The U.S. has no such qualifying agreements with Japan, South Korea, or the EU, all leading producers of electric vehicles, with a related supply chain.
But a recently negotiated trade agreement between the U.S. and Japan would prohibit the two countries from enacting bilateral export restrictions on battery minerals, according to the report, including lithium, nickel, cobalt, graphite, and manganese. The agreement, due to be signed Tuesday, aims to reduce U.S.-Japanese dependence on China for those minerals, the report said.
This could mean a wider range of vehicles would be eligible for the full $7,500 tax credit, but does so by backing away from the Biden administration’s original emphasis on U.S.-made vehicles and batteries—and what was passed by Congress.

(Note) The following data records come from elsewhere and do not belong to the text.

//! Caching layer for the resolution path.
//!
//! Provides a [`LookupCache`] trait with three implementations:
//! - [`RedisCache`] - production Redis-backed cache
//! - [`MemoryCache`] - in-process moka cache for embedded use
//! - [`NullCache`] - no-op implementation for disabled caching

mod memory_cache;
mod null_cache;
mod redis_cache;
mod service;

pub use memory_cache::MemoryCache;
pub use null_cache::NullCache;
pub use redis_cache::RedisCache;
pub use service::{CacheError, CacheResult, LookupCache};

#[cfg(test)]
pub use service::MockLookupCache;
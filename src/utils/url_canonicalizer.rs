//! URL canonicalization.
//!
//! Reduces every spelling of a URL to a single canonical string so that
//! equality checks and code derivation see identical input for identical
//! resources. The canonical form is the store lookup key; two raw URLs that
//! denote the same resource must canonicalize byte-for-byte equal.

use url::Url;

/// Scheme assigned to scheme-relative input (`//host/path`).
const DEFAULT_SCHEME: &str = "https";

/// Errors that can occur during URL canonicalization.
#[derive(Debug, thiserror::Error)]
pub enum CanonicalizeError {
    #[error("URL is empty")]
    Empty,

    #[error("invalid URL format: {0}")]
    InvalidFormat(String),

    #[error("only HTTP and HTTPS URLs are allowed")]
    UnsupportedScheme,

    #[error("URL has no host")]
    MissingHost,
}

/// Canonicalizes a URL to its single normalized string form.
///
/// # Canonicalization Rules
///
/// 1. Surrounding whitespace is trimmed; empty input is rejected
/// 2. Scheme-relative input (`//host/path`) gets the `https` scheme
/// 3. Only HTTP and HTTPS schemes are accepted
/// 4. Scheme and host are lower-cased; path and query case is preserved
/// 5. Default ports are dropped (80 for HTTP, 443 for HTTPS)
/// 6. Consecutive path separators collapse into one; a trailing separator
///    is removed unless the path is the root
/// 7. Query pairs are sorted by key (byte-wise, stable — duplicate keys keep
///    their relative order) and re-joined deterministically
/// 8. The fragment is discarded
///
/// The function is pure and idempotent: canonicalizing an already-canonical
/// URL returns it unchanged.
///
/// # Errors
///
/// Returns [`CanonicalizeError`] for empty input, unparseable URLs,
/// disallowed schemes, and host-less URLs.
///
/// # Examples
///
/// ```
/// use link_engine::utils::url_canonicalizer::canonicalize_url;
///
/// assert_eq!(
///     canonicalize_url("HTTP://Example.com:80/path?z=1&a=2#section").unwrap(),
///     "http://example.com/path?a=2&z=1"
/// );
/// assert_eq!(
///     canonicalize_url("https://example.com:443/").unwrap(),
///     "https://example.com/"
/// );
/// ```
pub fn canonicalize_url(input: &str) -> Result<String, CanonicalizeError> {
    let trimmed = input.trim();
    if trimmed.is_empty() {
        return Err(CanonicalizeError::Empty);
    }

    let with_scheme: std::borrow::Cow<'_, str> = if trimmed.starts_with("//") {
        format!("{DEFAULT_SCHEME}:{trimmed}").into()
    } else {
        trimmed.into()
    };

    let url =
        Url::parse(&with_scheme).map_err(|e| CanonicalizeError::InvalidFormat(e.to_string()))?;

    let scheme = url.scheme().to_ascii_lowercase();
    match scheme.as_str() {
        "http" | "https" => {}
        _ => return Err(CanonicalizeError::UnsupportedScheme),
    }

    let host = url
        .host_str()
        .ok_or(CanonicalizeError::MissingHost)?
        .to_ascii_lowercase();

    // The url crate already strips known default ports; the guard keeps the
    // invariant independent of that behavior.
    let port = match (scheme.as_str(), url.port()) {
        ("http", Some(80)) | ("https", Some(443)) => None,
        (_, p) => p,
    };

    let path = canonical_path(url.path());
    let query = url.query().and_then(canonical_query);

    let mut canonical = String::with_capacity(trimmed.len());
    canonical.push_str(&scheme);
    canonical.push_str("://");
    canonical.push_str(&host);
    if let Some(p) = port {
        canonical.push(':');
        canonical.push_str(&p.to_string());
    }
    canonical.push_str(&path);
    if let Some(q) = query {
        canonical.push('?');
        canonical.push_str(&q);
    }

    Ok(canonical)
}

/// Collapses duplicate separators and trims a trailing separator
/// (the root path keeps its single separator).
fn canonical_path(raw: &str) -> String {
    let mut path = String::with_capacity(raw.len());
    let mut prev_slash = false;
    for c in raw.chars() {
        if c == '/' {
            if prev_slash {
                continue;
            }
            prev_slash = true;
        } else {
            prev_slash = false;
        }
        path.push(c);
    }

    if path.len() > 1 && path.ends_with('/') {
        path.pop();
    }
    if path.is_empty() {
        path.push('/');
    }
    path
}

/// Sorts query pairs by key with a byte-wise stable sort and re-joins them.
///
/// Duplicate keys are preserved in their sorted position, not deduplicated;
/// valueless keys keep their bare form. Returns `None` for an empty query.
fn canonical_query(raw: &str) -> Option<String> {
    let mut pairs: Vec<&str> = raw.split('&').filter(|s| !s.is_empty()).collect();
    if pairs.is_empty() {
        return None;
    }

    pairs.sort_by(|a, b| {
        let key_a = a.split('=').next().unwrap_or(a);
        let key_b = b.split('=').next().unwrap_or(b);
        key_a.as_bytes().cmp(key_b.as_bytes())
    });

    Some(pairs.join("&"))
}
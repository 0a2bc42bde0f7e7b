//! Bounded busy-waits on hardware handshakes
//!
//! The controller confirms halt/run transitions and bus idleness through
//! status bits with no completion interrupt, so the driver polls. Every
//! poll loop carries an iteration budget derived from the host clock so a
//! wedged controller degrades into an error instead of a hang.

use fugit::HertzU32;

/// Iteration budget covering roughly one millisecond
///
/// One loop iteration costs at least one host clock cycle, so spinning for
/// `host_clock / 1000` iterations waits at least that long.
pub(crate) fn one_ms_budget(host_clock: HertzU32) -> u32 {
    (host_clock.to_Hz() / 1000).max(1)
}

/// Counts down a poll-loop budget
pub(crate) struct Deadline {
    remaining: u32,
}

impl Deadline {
    pub(crate) fn new(budget: u32) -> Self {
        Self { remaining: budget }
    }

    /// Consumes one iteration; `true` once the budget is used up
    pub(crate) fn expired(&mut self) -> bool {
        match self.remaining.checked_sub(1) {
            Some(remaining) => {
                self.remaining = remaining;
                false
            }
            None => true,
        }
    }
}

The Treasury Department is due to release full EV tax credit guidance within the next day or two, clarifying exactly how much non-U.S. content can be included in EVs to qualify for the full credit. In a white paper released Dec. 29, the Treasury Department hinted that it was planning on casting the net further beyond the U.S. by discussing plans to classify cathode and anode materials as processed critical minerals rather than battery components, effectively expanding the number of countries they can be sourced from, Bloomberg noted.
This has angered Sen. Joe Manchin, the conservative-leaning Democratic senator who demanded many of the IRA’s domestic-sourcing rules to win his vote, and has sought to delay EV tax credits under the IRA over concerns that the Treasury Department isn’t adhering to those rules.